Supplied entries:
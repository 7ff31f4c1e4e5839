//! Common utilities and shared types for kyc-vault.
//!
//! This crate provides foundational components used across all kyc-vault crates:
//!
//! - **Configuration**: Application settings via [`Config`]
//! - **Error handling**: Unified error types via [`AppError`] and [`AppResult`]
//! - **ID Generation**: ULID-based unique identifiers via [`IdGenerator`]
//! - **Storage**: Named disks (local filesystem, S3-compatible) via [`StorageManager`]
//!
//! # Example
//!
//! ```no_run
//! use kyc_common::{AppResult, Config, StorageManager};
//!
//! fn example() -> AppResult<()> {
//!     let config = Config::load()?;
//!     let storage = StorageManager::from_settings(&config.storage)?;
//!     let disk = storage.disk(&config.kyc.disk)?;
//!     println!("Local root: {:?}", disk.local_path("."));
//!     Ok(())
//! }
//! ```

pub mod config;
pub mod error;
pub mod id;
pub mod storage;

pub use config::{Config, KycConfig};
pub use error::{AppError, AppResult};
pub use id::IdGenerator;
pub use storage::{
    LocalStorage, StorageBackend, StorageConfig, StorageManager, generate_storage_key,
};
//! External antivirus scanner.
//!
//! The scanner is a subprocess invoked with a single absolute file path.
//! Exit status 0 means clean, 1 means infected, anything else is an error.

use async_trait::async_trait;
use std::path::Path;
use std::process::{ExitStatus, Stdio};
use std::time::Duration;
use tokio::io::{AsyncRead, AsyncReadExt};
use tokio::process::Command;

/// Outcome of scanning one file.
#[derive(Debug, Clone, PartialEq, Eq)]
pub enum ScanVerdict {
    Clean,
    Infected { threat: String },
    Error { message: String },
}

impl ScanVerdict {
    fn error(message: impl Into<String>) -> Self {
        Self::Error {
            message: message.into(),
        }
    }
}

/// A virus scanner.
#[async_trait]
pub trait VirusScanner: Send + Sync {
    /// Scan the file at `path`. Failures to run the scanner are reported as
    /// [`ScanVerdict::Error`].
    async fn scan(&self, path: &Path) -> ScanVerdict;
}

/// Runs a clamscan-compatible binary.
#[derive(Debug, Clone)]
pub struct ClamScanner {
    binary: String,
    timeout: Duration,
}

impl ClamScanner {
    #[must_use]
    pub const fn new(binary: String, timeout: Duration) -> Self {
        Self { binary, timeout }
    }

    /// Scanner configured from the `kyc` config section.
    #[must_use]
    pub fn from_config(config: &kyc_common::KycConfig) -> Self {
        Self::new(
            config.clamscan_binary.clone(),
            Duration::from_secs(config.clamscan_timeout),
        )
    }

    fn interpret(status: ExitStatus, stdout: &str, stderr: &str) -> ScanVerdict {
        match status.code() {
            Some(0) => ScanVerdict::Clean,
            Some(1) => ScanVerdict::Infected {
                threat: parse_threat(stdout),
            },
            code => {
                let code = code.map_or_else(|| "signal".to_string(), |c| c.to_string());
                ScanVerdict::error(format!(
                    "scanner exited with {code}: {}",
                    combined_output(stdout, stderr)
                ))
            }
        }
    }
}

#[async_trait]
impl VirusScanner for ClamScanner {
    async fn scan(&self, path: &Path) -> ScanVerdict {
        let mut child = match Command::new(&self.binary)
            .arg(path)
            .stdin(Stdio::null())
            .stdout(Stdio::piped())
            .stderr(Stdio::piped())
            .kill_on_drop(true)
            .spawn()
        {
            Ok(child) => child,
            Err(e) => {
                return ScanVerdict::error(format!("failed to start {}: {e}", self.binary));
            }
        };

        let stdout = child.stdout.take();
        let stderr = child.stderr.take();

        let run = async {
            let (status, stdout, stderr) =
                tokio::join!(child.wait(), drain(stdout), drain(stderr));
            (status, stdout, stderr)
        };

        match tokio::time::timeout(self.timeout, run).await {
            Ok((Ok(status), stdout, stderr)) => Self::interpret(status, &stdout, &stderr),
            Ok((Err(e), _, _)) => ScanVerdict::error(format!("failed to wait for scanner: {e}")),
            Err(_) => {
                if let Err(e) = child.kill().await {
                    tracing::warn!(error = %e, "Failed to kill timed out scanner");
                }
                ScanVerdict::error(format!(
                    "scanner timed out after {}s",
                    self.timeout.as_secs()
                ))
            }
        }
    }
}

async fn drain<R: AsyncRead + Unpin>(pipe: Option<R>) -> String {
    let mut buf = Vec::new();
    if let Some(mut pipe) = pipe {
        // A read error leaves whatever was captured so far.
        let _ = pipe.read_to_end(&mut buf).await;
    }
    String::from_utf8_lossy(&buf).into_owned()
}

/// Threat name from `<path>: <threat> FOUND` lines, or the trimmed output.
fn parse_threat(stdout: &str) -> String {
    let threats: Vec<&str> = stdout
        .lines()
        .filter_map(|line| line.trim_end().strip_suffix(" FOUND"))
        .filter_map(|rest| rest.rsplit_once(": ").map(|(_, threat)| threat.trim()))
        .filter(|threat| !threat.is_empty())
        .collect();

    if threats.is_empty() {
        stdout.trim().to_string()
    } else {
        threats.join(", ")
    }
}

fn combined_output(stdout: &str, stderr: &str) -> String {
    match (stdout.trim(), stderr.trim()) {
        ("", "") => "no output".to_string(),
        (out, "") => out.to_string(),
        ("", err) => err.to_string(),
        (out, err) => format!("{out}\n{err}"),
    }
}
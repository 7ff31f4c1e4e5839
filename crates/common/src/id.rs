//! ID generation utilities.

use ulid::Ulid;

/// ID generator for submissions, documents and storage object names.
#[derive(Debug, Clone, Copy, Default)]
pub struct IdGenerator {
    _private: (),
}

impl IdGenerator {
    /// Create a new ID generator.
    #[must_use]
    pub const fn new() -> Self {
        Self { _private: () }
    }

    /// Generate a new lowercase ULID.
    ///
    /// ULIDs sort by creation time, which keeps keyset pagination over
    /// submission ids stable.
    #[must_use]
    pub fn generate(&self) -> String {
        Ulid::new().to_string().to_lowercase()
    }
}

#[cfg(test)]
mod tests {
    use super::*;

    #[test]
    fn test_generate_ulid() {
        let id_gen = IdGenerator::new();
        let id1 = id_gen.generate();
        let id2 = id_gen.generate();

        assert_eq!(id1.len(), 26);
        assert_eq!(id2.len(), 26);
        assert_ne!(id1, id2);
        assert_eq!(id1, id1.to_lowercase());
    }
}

--

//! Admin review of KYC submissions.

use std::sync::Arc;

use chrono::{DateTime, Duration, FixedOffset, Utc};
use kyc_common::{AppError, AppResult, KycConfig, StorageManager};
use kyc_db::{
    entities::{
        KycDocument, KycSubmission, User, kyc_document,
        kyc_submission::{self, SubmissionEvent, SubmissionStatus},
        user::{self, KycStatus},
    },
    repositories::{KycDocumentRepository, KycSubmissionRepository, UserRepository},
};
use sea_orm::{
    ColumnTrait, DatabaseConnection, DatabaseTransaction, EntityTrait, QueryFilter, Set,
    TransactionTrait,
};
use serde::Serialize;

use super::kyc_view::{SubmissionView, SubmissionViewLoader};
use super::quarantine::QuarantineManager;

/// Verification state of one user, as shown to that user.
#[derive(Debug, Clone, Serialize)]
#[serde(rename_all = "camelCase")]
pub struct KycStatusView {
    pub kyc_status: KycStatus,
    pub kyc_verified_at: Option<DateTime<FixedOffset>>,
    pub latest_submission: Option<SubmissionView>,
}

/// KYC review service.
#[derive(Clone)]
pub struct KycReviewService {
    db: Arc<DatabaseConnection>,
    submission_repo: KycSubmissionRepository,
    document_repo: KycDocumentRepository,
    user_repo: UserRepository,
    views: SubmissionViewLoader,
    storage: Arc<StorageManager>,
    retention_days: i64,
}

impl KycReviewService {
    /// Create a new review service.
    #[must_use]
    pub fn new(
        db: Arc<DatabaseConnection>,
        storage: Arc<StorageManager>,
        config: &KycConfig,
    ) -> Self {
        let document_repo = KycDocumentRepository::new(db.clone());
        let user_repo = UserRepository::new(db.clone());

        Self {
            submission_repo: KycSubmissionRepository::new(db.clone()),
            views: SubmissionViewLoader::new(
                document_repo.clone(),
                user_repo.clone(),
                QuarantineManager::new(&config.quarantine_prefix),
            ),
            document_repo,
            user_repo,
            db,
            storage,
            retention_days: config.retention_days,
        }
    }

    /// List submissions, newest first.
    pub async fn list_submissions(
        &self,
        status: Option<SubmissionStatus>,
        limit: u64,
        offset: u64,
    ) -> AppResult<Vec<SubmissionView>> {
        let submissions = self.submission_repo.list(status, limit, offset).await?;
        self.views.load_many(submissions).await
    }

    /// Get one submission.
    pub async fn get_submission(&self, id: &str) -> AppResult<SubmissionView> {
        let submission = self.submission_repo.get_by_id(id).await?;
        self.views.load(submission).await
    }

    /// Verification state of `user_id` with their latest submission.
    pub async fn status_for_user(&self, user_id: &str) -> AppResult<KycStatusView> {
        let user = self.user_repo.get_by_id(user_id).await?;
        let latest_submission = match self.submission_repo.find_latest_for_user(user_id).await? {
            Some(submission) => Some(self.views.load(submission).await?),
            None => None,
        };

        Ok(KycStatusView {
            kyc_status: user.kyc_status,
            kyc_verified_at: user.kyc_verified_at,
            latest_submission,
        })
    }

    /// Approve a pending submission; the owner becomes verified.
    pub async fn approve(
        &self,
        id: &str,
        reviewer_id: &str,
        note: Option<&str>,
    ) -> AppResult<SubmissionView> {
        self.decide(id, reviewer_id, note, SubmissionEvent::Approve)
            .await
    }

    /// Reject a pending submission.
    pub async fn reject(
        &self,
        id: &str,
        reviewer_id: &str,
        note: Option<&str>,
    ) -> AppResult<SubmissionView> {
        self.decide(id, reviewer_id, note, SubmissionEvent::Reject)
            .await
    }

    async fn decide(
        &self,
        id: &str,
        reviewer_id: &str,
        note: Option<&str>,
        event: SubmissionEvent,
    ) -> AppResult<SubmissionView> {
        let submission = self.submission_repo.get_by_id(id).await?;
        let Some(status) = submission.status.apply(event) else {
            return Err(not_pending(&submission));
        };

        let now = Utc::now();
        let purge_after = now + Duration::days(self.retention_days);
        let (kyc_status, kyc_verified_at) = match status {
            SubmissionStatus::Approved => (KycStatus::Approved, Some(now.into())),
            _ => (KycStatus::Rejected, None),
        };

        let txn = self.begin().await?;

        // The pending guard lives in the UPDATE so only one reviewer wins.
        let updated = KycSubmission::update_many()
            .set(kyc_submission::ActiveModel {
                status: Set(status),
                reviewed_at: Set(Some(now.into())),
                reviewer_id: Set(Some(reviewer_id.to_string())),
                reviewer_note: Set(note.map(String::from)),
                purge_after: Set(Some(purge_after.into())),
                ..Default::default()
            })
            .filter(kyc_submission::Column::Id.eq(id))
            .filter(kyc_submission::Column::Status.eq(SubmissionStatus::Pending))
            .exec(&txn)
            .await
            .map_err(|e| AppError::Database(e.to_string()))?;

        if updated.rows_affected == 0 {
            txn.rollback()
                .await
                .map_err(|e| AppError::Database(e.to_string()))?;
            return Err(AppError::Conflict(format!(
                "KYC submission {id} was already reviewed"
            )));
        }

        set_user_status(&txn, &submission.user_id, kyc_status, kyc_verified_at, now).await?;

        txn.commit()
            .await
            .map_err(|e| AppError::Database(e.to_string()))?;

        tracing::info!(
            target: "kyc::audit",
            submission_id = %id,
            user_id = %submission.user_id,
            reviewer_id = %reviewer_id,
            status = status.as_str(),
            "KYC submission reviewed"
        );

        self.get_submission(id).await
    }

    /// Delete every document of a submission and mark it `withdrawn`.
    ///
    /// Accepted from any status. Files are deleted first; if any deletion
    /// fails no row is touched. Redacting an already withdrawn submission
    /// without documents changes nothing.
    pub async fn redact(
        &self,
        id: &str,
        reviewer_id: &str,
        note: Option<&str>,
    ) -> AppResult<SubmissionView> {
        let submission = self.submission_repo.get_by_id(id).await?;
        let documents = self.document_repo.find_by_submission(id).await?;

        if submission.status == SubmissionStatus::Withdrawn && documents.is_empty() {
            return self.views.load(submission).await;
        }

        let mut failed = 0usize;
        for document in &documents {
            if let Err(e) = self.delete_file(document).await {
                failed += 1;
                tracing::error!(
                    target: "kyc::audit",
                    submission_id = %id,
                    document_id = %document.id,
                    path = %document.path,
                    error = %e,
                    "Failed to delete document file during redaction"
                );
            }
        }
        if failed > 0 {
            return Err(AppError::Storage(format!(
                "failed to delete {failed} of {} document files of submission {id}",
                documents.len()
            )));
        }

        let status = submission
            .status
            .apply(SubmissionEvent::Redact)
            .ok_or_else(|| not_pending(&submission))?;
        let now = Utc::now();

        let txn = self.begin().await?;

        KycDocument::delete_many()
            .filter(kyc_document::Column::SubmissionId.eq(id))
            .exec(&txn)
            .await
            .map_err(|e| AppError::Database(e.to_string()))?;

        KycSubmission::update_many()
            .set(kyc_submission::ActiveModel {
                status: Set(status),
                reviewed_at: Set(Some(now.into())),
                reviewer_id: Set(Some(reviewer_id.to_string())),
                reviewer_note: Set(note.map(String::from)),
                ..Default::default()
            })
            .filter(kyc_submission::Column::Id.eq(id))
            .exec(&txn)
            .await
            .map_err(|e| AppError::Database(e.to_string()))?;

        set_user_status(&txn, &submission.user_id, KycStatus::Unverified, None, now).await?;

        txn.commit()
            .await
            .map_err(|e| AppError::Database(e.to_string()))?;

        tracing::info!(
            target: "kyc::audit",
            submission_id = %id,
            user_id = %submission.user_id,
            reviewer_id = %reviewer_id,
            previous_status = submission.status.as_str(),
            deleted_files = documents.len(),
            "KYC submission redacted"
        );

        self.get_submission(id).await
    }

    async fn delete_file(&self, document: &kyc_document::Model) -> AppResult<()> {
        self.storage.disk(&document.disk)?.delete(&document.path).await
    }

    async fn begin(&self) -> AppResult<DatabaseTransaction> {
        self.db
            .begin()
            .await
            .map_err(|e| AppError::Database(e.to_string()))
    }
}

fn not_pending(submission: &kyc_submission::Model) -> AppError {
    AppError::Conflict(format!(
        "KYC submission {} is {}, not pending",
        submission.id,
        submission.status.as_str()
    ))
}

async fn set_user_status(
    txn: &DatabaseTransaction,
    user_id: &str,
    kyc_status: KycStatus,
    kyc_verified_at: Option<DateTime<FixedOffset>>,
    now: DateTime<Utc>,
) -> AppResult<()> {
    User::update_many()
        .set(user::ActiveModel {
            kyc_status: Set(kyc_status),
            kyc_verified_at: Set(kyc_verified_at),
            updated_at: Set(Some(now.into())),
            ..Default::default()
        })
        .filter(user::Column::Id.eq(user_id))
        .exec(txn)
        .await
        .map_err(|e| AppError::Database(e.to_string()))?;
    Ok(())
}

Work task:
Show every line from the entries above in which the word "state" appears.

Solution for this exercise:
/// Verification state of one user, as shown to that user.
    /// Verification state of `user_id` with their latest submission.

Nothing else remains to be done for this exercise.